TBYS sent launch notes to legislators around the country explaining their project. Senator John Wiik (R-4/Big Stone City) dismisses the project as an effort to present “distorted opinion”:
Sen. John Wiik
I would hope you’re offering my constituents links to the bill hearings, complete copies of the bill and complete background information on each bill you plan to offer up for public comment.
I understand people wanting to opine on legislation, and that’s fine. This is an entirely different animal you’re proposing. You’re plugging grassroots activists into a blind stream of partial information to attempt to persuade action on legislation without providing any background information.
I am a citizen legislator. 3 years ago, I was uninformed about the process and the bills that passed. I only got the information from the media and the legislature website. I never listened to the committee hearings or read all the background information. Now I do. I have to. I’m hired by these people to make those decisions for them. If they don’t like the decisions I’m making, they are free to fire me every two years.
I appreciate you trying to involve people in our process, but I will say this. Unless people are involved enough to have the same information in their possession that I have, your website is just another megaphone for distorted opinion and misguided activism.
I agree that it is difficult to understand the real intent of some bills without hearing committee testimony and floor speeches and reading the related press coverage. For instance, a straight reading of the final text of Senate Bill 149 might not make clear that it was really an effort to codify religious discrimination against homosexuals, atheists, single moms, and other banes of Christian fundagelicals’ existence.
However, simply publishing the text of bills as submitted by Senator Wiik and his colleagues is no effort to distort the record. It is quite the opposite, an effort to let a legislative proposal speak for itself, in its own words. If a bill’s own text does not make clear its intent, is that not sufficient reason for conscientious citizens and legislators to vote it down?
There is also nothing misguided about providing citizens with the text of legislative proposals. That’s exactly what we demand of citizens when they circulate initiative petitions, under the idea that citizens should be able to read a bill and decide on the merits of that text whether they should allow the measure on the ballot.

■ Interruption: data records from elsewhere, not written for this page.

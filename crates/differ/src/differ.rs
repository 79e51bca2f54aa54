//! The pipeline driver.

use std::{fs, io, io::Write as _, path::{Path, PathBuf}};

use bstr::BString;
use log::debug;
use miette::Diagnostic;
use thiserror::Error as ThisError;

use crate::{
    classify, configuration::Configuration, correlate, emit, include, inventory, load,
    model::ObjectModel, rewrite,
};

/// The differ, driving the whole pipeline over two object files.
#[derive(Debug)]
pub struct Differ {
    configuration: Configuration,
}

/// Top-level errors. Stage errors nest transparently; the variants declared
/// here cover the cross-object guards and the final file writes.
#[derive(Debug, ThisError, Diagnostic)]
pub enum Error {
    #[error(transparent)]
    #[diagnostic(transparent)]
    Load(#[from] load::Error),

    #[error(transparent)]
    #[diagnostic(transparent)]
    Classify(#[from] classify::Error),

    #[error(transparent)]
    #[diagnostic(transparent)]
    Emit(#[from] emit::Error),

    #[error("unreconcilable difference: the ELF file headers of the two objects differ.")]
    #[diagnostic(
        code(E009),
        help(
            "Both inputs must be two compilations of the same source file for the same target, \
             built in the same environment."
        )
    )]
    HeadersDiffer,

    #[error("the {side} object contains program headers; it looks like a linked image.")]
    #[diagnostic(
        code(E004),
        help("Pass the relocatable `.o` files produced by the compiler, not a linked image.")
    )]
    ProgramHeaders { side: &'static str },

    #[error("I was not able to write the output object to `{}`.", .path.display())]
    #[diagnostic(code(E010), help("Check that the output directory exists and is writable."))]
    WritingOutput {
        path: PathBuf,
        #[source]
        source: io::Error,
    },

    #[error("I was not able to write the inventory file next to `{}`.", .path.display())]
    #[diagnostic(code(E010), help("Check that the output directory exists and is writable."))]
    WritingInventory {
        path: PathBuf,
        #[source]
        source: io::Error,
    },
}

impl Error {
    /// The process exit code this error maps to: 2 for unreconcilable
    /// semantic differences, 1 for everything else.
    pub fn exit_code(&self) -> i32 {
        match self {
            Self::Classify(_) | Self::HeadersDiffer | Self::ProgramHeaders { .. } => 2,
            Self::Load(_) | Self::Emit(_) | Self::WritingOutput { .. }
            | Self::WritingInventory { .. } => 1,
        }
    }
}

/// What a pipeline run produced.
#[derive(Debug)]
pub struct Diff {
    /// The names of the changed functions, in symbol order; empty when the
    /// two inputs are equivalent.
    pub changed_functions: Vec<BString>,
    /// The output model, for inspection (the inventory file is rendered
    /// from it).
    pub output: ObjectModel,
    /// The serialized output object.
    pub bytes: Vec<u8>,
}

impl Differ {
    pub(crate) fn with_configuration(configuration: Configuration) -> Self {
        Self { configuration }
    }

    /// Run the pipeline over the configured files and write the output
    /// object (and the inventory file, when requested).
    pub fn diff(self) -> Result<Diff, Error> {
        let base = load::load(&self.configuration.original_file)?;
        let patched = load::load(&self.configuration.patched_file)?;

        let diff = diff_models(base, patched, self.configuration.compare_link)?;

        if self.configuration.inventory {
            inventory::write_inventory(&diff.output, &self.configuration.output_file).map_err(
                |source| Error::WritingInventory {
                    path: self.configuration.output_file.clone(),
                    source,
                },
            )?;
        }

        write_output(&diff.bytes, &self.configuration.output_file)?;

        Ok(diff)
    }
}

/// Run the pipeline over two in-memory objects.
///
/// This is [`Differ::diff`] without the file system around it; the returned
/// [`Diff`] holds the serialized output object.
pub fn diff_bytes(
    base_bytes: &[u8],
    patched_bytes: &[u8],
    compare_link: bool,
) -> Result<Diff, Error> {
    let base = load::from_bytes(base_bytes, Path::new("original.o"))?;
    let patched = load::from_bytes(patched_bytes, Path::new("patched.o"))?;

    diff_models(base, patched, compare_link)
}

fn diff_models(
    mut base: ObjectModel,
    mut patched: ObjectModel,
    compare_link: bool,
) -> Result<Diff, Error> {
    compare_file_headers(&base, &patched)?;
    check_program_headers(&base, "original")?;
    check_program_headers(&patched, "patched")?;

    correlate::correlate(&mut base, &mut patched);

    // From this point on, the base model is only ever reached through the
    // `twin` links held by the patched model.
    classify::classify(&mut patched, &base, compare_link)?;

    // The compiler will sometimes use section symbols to reference local
    // objects and functions rather than the object or function symbols
    // themselves. Substitute the object/function symbol in this case so
    // that the entity already resident in the original image can be linked
    // to.
    rewrite::replace_section_symbols(&mut patched);

    let changed_functions = include::changed_functions(&patched);

    for name in &changed_functions {
        println!("function {name} has changed");
    }

    if changed_functions.is_empty() {
        println!("no changes found");
    }

    include::include_changed_functions(&mut patched);
    include::include_standard_sections(&mut patched);

    patched.dump("patched");

    let mut output = emit::generate_output(&mut patched);

    emit::create_rela_sections(&mut output, &patched)?;
    emit::create_shstrtab(&mut output)?;
    emit::create_strtab(&mut output)?;
    emit::create_symtab(&mut output)?;

    output.dump("output");

    let bytes = emit::serialize(&mut output)?;

    Ok(Diff { changed_functions, output, bytes })
}

/// The two inputs must agree on every file-header detail before a
/// section-level comparison makes sense.
fn compare_file_headers(base: &ObjectModel, patched: &ObjectModel) -> Result<(), Error> {
    if base.endianness != patched.endianness
        || base.version != patched.version
        || base.os_abi != patched.os_abi
        || base.r#type != patched.r#type
        || base.machine != patched.machine
        || base.processor_flags != patched.processor_flags
        || base.entry_point != patched.entry_point
        || base.program_header_offset != patched.program_header_offset
    {
        return Err(Error::HeadersDiffer);
    }

    Ok(())
}

/// A fully linked image cannot be diffed at section granularity.
fn check_program_headers(model: &ObjectModel, side: &'static str) -> Result<(), Error> {
    if model.program_header_count != 0 {
        return Err(Error::ProgramHeaders { side });
    }

    debug!("{side} object carries no program headers");

    Ok(())
}

fn write_output(bytes: &[u8], path: &Path) -> Result<(), Error> {
    let write = || -> io::Result<()> {
        let mut file = fs::File::options().create(true).write(true).truncate(true).open(path)?;

        file.write_all(bytes)
    };

    write().map_err(|source| Error::WritingOutput { path: path.to_path_buf(), source })
}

Senator Wiik can’t really be worried about citizens having access to the text of Legislative bills, since that text is already available on the LRC website. I suspect Wiik’s real worry is that TBYS will attach citizens’ Yeas and Nays to those bills and provide one public metric of support for each bill. Yes, that metric will be self-selecting and biased… but no more so than the elections that have given Wiik his seat in the Legislature. And yes, the repeal of IM 22 this year shows that Wiik and his fellow Republican legislators don’t give one real hoot about what the majority of South Dakota voters want.
But Wiik’s negative reaction to TBYS’s effort to provide the most basic objective information possible about a bill—i.e., a bill’s own words—and attach one simple measure of public response to that bill shows how nervous South Dakota Republicans get when the voters have a chance to learn what’s happening in Pierre and make their voices heard.